[Stored items]
== Segment start ==
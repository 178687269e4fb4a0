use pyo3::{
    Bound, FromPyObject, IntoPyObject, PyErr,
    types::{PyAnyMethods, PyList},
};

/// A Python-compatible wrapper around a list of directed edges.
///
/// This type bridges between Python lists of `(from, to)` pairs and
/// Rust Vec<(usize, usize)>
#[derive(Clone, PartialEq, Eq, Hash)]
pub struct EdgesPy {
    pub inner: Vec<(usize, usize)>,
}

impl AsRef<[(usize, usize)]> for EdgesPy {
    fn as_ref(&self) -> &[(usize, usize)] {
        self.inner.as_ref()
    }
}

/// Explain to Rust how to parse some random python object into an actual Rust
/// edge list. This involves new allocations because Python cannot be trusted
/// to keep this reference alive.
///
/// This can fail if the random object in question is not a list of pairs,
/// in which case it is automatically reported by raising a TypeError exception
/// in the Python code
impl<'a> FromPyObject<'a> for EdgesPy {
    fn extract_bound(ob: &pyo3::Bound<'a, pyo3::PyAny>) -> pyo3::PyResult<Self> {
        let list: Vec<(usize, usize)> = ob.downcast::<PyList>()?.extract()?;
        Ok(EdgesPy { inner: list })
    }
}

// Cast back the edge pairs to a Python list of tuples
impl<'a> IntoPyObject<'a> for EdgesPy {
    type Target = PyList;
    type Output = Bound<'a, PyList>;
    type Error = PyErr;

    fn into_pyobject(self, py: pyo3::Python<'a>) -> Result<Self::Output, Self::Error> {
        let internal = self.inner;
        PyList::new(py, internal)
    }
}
== Segment end ==
== Segment start ==
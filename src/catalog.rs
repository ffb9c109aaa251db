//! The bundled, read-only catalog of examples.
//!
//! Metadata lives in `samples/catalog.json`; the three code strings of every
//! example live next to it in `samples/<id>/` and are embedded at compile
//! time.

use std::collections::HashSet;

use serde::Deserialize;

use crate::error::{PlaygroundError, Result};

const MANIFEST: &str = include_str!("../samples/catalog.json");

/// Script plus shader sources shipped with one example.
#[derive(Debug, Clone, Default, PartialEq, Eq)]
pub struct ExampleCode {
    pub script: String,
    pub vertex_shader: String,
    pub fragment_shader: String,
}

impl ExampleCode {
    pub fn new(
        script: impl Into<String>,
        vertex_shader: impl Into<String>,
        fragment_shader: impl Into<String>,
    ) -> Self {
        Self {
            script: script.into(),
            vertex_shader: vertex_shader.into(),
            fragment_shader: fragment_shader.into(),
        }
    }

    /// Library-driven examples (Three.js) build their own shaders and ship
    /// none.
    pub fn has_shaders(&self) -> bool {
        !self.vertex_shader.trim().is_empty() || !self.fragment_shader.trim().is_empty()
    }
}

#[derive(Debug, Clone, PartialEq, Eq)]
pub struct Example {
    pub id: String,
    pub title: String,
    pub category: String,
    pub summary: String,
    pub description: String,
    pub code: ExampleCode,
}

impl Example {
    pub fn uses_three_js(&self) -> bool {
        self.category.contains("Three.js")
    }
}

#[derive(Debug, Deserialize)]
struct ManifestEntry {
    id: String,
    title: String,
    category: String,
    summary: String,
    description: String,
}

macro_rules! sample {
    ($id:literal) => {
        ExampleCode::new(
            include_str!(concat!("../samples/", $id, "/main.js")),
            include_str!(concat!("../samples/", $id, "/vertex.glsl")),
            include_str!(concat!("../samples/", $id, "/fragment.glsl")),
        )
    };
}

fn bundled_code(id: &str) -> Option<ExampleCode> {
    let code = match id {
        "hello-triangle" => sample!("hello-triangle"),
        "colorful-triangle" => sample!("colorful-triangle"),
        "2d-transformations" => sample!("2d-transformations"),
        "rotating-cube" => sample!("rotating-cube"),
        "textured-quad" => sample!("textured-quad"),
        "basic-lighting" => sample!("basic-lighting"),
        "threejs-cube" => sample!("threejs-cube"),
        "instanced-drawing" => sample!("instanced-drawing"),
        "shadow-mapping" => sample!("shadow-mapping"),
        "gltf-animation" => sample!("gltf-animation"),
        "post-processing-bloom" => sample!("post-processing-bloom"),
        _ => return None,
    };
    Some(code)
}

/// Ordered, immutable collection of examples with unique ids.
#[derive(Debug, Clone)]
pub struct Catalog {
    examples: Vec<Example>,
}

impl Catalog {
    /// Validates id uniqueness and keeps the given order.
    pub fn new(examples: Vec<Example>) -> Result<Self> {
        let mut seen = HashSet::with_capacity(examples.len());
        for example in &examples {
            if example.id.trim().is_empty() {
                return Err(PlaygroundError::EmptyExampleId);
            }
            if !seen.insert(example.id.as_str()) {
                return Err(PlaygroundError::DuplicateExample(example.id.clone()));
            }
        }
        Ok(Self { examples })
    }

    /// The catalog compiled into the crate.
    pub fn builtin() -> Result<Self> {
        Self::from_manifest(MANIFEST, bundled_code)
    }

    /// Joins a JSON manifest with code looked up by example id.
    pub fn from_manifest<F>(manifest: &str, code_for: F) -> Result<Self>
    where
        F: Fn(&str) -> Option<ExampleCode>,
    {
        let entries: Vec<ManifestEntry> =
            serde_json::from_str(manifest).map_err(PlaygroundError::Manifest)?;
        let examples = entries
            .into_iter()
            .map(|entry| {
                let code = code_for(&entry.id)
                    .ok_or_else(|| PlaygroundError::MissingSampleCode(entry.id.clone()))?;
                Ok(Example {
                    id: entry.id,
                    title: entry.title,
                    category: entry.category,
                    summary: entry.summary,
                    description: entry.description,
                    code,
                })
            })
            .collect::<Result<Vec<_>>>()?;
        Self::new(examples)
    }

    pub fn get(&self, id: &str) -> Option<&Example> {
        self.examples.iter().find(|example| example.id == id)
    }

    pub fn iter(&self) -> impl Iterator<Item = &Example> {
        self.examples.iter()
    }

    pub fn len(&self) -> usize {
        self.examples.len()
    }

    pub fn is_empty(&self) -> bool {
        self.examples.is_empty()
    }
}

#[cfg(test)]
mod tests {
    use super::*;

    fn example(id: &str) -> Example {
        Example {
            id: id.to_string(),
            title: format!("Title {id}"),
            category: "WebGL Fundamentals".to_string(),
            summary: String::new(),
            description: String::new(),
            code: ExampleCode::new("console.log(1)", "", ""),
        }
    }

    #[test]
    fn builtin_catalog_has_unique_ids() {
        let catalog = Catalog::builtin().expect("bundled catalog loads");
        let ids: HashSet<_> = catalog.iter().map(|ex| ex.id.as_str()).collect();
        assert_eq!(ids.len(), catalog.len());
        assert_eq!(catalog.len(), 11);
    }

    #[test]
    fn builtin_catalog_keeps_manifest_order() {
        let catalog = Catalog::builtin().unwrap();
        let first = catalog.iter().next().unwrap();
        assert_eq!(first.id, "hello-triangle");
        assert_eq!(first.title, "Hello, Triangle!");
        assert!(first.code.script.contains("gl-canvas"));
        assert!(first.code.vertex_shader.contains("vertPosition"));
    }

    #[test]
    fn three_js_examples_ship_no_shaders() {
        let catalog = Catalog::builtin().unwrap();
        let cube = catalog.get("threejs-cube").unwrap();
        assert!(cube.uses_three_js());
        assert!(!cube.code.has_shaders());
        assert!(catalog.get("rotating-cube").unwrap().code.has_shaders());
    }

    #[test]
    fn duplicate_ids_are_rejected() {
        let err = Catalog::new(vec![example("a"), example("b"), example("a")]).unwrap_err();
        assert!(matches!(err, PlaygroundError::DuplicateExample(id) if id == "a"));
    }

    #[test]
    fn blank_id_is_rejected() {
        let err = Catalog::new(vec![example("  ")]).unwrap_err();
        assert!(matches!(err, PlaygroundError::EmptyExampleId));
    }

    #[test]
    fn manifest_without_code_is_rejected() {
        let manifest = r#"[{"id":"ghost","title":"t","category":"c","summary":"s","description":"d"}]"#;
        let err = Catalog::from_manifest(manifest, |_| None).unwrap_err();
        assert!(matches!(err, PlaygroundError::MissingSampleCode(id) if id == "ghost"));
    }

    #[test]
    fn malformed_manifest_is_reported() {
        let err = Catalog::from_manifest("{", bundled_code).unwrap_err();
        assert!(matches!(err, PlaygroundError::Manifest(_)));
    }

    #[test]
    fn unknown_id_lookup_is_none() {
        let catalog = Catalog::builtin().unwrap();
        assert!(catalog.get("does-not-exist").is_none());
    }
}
== Segment end ==
== Segment start ==
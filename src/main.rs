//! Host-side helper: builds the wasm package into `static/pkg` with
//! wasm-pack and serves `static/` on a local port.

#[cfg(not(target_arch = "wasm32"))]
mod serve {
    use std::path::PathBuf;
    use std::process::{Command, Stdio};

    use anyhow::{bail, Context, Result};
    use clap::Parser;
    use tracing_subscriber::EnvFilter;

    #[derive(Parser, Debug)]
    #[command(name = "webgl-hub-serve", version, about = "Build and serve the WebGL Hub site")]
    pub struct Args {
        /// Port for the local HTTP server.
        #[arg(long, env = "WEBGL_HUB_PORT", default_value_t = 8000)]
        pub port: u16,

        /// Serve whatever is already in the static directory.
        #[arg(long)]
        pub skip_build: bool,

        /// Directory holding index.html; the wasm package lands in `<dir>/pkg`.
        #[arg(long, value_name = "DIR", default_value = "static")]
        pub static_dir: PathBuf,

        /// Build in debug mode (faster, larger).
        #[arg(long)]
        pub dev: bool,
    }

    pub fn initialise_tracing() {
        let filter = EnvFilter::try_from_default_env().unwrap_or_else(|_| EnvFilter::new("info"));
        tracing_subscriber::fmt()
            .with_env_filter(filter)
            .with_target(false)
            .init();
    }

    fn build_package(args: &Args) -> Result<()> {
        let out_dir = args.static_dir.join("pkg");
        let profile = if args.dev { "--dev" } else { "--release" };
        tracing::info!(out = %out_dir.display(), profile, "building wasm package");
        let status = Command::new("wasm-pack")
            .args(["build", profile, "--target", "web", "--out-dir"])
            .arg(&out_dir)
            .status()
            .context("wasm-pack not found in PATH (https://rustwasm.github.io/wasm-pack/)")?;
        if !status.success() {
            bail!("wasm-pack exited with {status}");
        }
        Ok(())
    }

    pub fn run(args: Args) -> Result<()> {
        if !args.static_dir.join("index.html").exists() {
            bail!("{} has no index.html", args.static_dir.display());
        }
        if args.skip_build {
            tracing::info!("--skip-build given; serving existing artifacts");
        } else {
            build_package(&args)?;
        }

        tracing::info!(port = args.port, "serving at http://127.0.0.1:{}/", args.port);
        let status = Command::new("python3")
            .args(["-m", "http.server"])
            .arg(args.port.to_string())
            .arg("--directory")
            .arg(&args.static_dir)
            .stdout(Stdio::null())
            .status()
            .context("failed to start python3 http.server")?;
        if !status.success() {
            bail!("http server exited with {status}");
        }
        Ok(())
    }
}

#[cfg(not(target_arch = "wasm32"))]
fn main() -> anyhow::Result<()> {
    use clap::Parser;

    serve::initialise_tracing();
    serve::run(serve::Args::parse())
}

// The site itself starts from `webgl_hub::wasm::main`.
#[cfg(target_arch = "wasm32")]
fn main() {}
== Segment end ==
THE PROBLEM:
Only one stretch of the entries above is wanted: the lines from the one containing "repository 178687269e4fb4a0" through the one containing "an actual Rust". Please reproduce it exactly.

WRITTEN SOLUTION:
repository 178687269e4fb4a0
use pyo3::{
    Bound, FromPyObject, IntoPyObject, PyErr,
    types::{PyAnyMethods, PyList},
};

/// A Python-compatible wrapper around a list of directed edges.
///
/// This type bridges between Python lists of `(from, to)` pairs and
/// Rust Vec<(usize, usize)>
#[derive(Clone, PartialEq, Eq, Hash)]
pub struct EdgesPy {
    pub inner: Vec<(usize, usize)>,
}

impl AsRef<[(usize, usize)]> for EdgesPy {
    fn as_ref(&self) -> &[(usize, usize)] {
        self.inner.as_ref()
    }
}

/// Explain to Rust how to parse some random python object into an actual Rust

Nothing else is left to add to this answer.